BPF: Tracing and More
Presented by
Brendan Gregg
Wednesday
2:15 p.m.–3 p.m.
Target audience:
Developer
Abstract
A world of new capabilities is emerging for the Linux 4.x series, thanks to enhancements that have been included in Linux for the Berkeley Packet Filter (BPF): an in-kernel virtual machine that can execute user space-defined programs. It is finding uses for security auditing and enforcement, enhancing networking (including eXpress Data Path), and performance observability and troubleshooting. Many new open source tools that have been written in the past 12 months for performance analysis that use BPF. Tracing superpowers have finally arrived for Linux!

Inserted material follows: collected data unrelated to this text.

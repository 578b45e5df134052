//! Repository for the `project_materials` junction table.

use abaad_core::types::DbId;
use sqlx::PgPool;

use crate::models::project_material::{ProjectMaterial, ProjectMaterialRecord};

/// Joined projection over a `pm` row source.
const PROJECTION: &str = "\
    SELECT pm.project_id, pm.material_id, pm.quantity, pm.unit_price, \
           pm.quantity * pm.unit_price AS line_total, \
           p.name AS project_name, m.name AS material_name, m.unit_of_measure";

const JOINS: &str = "\
    LEFT JOIN projects p ON p.id = pm.project_id \
    LEFT JOIN materials m ON m.id = pm.material_id";

/// Provides list/upsert/delete for materials bought by projects.
pub struct ProjectMaterialRepo;

impl ProjectMaterialRepo {
    pub async fn list(pool: &PgPool) -> Result<Vec<ProjectMaterial>, sqlx::Error> {
        let query = format!(
            "{PROJECTION} FROM project_materials pm {JOINS}
             ORDER BY p.name, m.name"
        );
        sqlx::query_as::<_, ProjectMaterial>(&query)
            .fetch_all(pool)
            .await
    }

    /// Material lines of one project, largest line total first.
    pub async fn list_by_project(
        pool: &PgPool,
        project_id: DbId,
    ) -> Result<Vec<ProjectMaterial>, sqlx::Error> {
        let query = format!(
            "{PROJECTION} FROM project_materials pm {JOINS}
             WHERE pm.project_id = $1
             ORDER BY line_total DESC, m.name"
        );
        sqlx::query_as::<_, ProjectMaterial>(&query)
            .bind(project_id)
            .fetch_all(pool)
            .await
    }

    /// Insert or replace the line keyed on (project, material).
    pub async fn upsert(
        pool: &PgPool,
        input: &ProjectMaterialRecord,
    ) -> Result<ProjectMaterial, sqlx::Error> {
        let query = format!(
            "WITH pm AS (
                INSERT INTO project_materials (project_id, material_id, quantity, unit_price)
                VALUES ($1, $2, $3, $4)
                ON CONFLICT (project_id, material_id) DO UPDATE SET
                    quantity = EXCLUDED.quantity,
                    unit_price = EXCLUDED.unit_price
                RETURNING *
             )
             {PROJECTION} FROM pm {JOINS}"
        );
        sqlx::query_as::<_, ProjectMaterial>(&query)
            .bind(input.project_id)
            .bind(input.material_id)
            .bind(input.quantity)
            .bind(input.unit_price)
            .fetch_one(pool)
            .await
    }

    pub async fn delete(
        pool: &PgPool,
        project_id: DbId,
        material_id: DbId,
    ) -> Result<bool, sqlx::Error> {
        let result = sqlx::query(
            "DELETE FROM project_materials WHERE project_id = $1 AND material_id = $2",
        )
        .bind(project_id)
        .bind(material_id)
        .execute(pool)
        .await?;
        Ok(result.rows_affected() > 0)
    }
}
//! Route definitions for the `/suppliers` resource.

use axum::routing::get;
use axum::Router;

use crate::handlers::supplier;
use crate::state::AppState;

/// Routes mounted at `/suppliers`.
///
/// ```text
/// GET    /        -> list
/// POST   /        -> create
/// GET    /{id}    -> get_by_id
/// PUT    /{id}    -> update
/// DELETE /{id}    -> delete
/// ```
pub fn router() -> Router<AppState> {
    Router::new()
        .route("/", get(supplier::list).post(supplier::create))
        .route(
            "/{id}",
            get(supplier::get_by_id)
                .put(supplier::update)
                .delete(supplier::delete),
        )
}
//! Handlers for the `/clients` resource.

use abaad_core::error::CoreError;
use abaad_core::types::DbId;
use abaad_core::validation::{missing, non_blank};
use abaad_db::models::client::{Client, ClientInput, ClientRecord};
use abaad_db::repositories::ClientRepo;
use axum::extract::State;
use axum::http::StatusCode;
use axum::Json;

use crate::error::{AppError, AppResult};
use crate::extract::{AppJson, AppPath};
use crate::response::{Created, MessageResponse};
use crate::state::AppState;

const ENTITY: &str = "Client";

fn validate(input: &ClientInput) -> Result<ClientRecord, CoreError> {
    let Some(name) = non_blank(&input.name) else {
        return Err(missing("ClientName required"));
    };
    Ok(ClientRecord {
        name,
        contact_info: non_blank(&input.contact_info),
    })
}

/// GET /api/clients
pub async fn list(State(state): State<AppState>) -> AppResult<Json<Vec<Client>>> {
    let clients = ClientRepo::list(&state.pool).await?;
    Ok(Json(clients))
}

/// GET /api/clients/{id}
pub async fn get_by_id(
    State(state): State<AppState>,
    AppPath(id): AppPath<DbId>,
) -> AppResult<Json<Client>> {
    let client = ClientRepo::find_by_id(&state.pool, id)
        .await?
        .ok_or(AppError::Core(CoreError::not_found(ENTITY, id)))?;
    Ok(Json(client))
}

/// POST /api/clients
pub async fn create(
    State(state): State<AppState>,
    AppJson(input): AppJson<ClientInput>,
) -> AppResult<(StatusCode, Json<Created>)> {
    let record = validate(&input)?;
    let id = ClientRepo::create(&state.pool, &record).await?;
    Ok((StatusCode::CREATED, Json(Created::new(ENTITY, "ClientID", id))))
}

/// PUT /api/clients/{id}
pub async fn update(
    State(state): State<AppState>,
    AppPath(id): AppPath<DbId>,
    AppJson(input): AppJson<ClientInput>,
) -> AppResult<Json<MessageResponse>> {
    let record = validate(&input)?;
    if !ClientRepo::update(&state.pool, id, &record).await? {
        return Err(CoreError::not_found(ENTITY, id).into());
    }
    Ok(Json(MessageResponse::updated(ENTITY)))
}

/// DELETE /api/clients/{id}
pub async fn delete(
    State(state): State<AppState>,
    AppPath(id): AppPath<DbId>,
) -> AppResult<Json<MessageResponse>> {
    if ClientRepo::delete(&state.pool, id).await? {
        Ok(Json(MessageResponse::deleted(ENTITY)))
    } else {
        Err(AppError::Core(CoreError::not_found(ENTITY, id)))
    }
}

For its use with tracing, BPF provides the programmable capabilities to the existing t racing frameworks: kprobes, uprobes, and tracepoints. In particular, BPF allows timestamps to be recorded and compared from custom events, allowing latency to be studied in many new places: kernel and application internals. It also allows data to be efficiently summarized in-kernel, including as histograms. This has allowed dozens of new observability tools to be developed so far, including measuring latency distributions for file system I/O and run queue latency, printing details of storage device I/O and TCP retransmits, investigating blocked stack traces and memory leaks, and a whole lot more.
This talk will summarize BPF capabilities and use cases so far, and then focus on its use to enhance Linux tracing, especially with the open source bcc collection. bcc includes BPF versions of old classics, and many new tools, including execsnoop, opensnoop, funcccount, ext4slower, and more (many of which I developed). Perhaps you'd like to develop new tools, or use the existing tools to find performance wins large and small, especially when instrumenting areas that previously had zero visibility. I'll also summarize how we intend to use these new capabilities to enhance systems analysis at Netflix.
Presented by
Brendan Gregg
Brendan Gregg is a senior performance architect at Netflix, where he does large scale computer performance design, evaluation, analysis, and tuning. He is the author of Systems Performance published by Prentice Hall, and received the USENIX LISA Award for Outstanding Achievement in System Administration. He has previously worked as a performance and kernel engineer, and has created performance analysis tools included in multiple operating systems, as well as visualizations and methodologies.